_Task goal:_ Your whole answer should be the number of lines in the material below that include the word "fixed".

_Extracted information:_
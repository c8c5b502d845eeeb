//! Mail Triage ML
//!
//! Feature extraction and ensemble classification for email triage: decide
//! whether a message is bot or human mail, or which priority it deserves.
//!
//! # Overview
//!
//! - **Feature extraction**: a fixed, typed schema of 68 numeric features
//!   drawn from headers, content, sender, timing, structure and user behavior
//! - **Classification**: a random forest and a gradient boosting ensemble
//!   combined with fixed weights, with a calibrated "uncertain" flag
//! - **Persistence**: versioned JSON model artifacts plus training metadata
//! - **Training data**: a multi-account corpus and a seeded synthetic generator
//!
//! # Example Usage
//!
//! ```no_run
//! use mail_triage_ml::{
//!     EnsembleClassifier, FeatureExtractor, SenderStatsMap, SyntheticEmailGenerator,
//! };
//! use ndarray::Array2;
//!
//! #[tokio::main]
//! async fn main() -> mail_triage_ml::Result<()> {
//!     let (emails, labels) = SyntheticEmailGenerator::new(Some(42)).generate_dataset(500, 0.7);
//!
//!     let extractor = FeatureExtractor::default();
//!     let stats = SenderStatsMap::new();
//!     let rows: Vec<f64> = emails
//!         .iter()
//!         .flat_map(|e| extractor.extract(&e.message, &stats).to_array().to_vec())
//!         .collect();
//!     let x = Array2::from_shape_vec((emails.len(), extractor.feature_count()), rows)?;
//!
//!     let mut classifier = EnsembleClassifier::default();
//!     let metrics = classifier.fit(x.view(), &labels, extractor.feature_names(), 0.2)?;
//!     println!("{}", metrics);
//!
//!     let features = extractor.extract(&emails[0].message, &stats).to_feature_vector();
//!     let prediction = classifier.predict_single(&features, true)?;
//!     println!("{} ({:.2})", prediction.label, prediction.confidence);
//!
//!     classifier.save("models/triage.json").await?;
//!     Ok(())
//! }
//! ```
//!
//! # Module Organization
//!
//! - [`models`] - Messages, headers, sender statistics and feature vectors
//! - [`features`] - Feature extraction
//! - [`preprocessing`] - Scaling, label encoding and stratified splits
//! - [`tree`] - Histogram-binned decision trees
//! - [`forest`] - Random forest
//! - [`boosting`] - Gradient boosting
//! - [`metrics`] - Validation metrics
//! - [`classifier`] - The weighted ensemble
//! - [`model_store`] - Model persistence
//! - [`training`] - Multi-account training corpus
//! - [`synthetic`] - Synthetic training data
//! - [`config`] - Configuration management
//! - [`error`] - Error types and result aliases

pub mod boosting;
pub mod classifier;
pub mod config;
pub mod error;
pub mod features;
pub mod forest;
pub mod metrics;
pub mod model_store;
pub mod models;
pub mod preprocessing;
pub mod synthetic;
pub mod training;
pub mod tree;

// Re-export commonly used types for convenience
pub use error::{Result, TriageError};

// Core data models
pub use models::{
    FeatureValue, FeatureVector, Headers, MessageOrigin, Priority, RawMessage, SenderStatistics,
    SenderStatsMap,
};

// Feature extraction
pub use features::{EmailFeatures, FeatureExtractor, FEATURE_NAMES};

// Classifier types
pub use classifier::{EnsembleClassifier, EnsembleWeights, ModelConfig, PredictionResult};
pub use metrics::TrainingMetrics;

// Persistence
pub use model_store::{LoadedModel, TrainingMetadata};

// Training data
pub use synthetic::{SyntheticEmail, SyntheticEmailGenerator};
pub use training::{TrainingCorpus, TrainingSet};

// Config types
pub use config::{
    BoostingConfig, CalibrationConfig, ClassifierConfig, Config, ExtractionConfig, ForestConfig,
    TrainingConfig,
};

_Output for this task:_ 2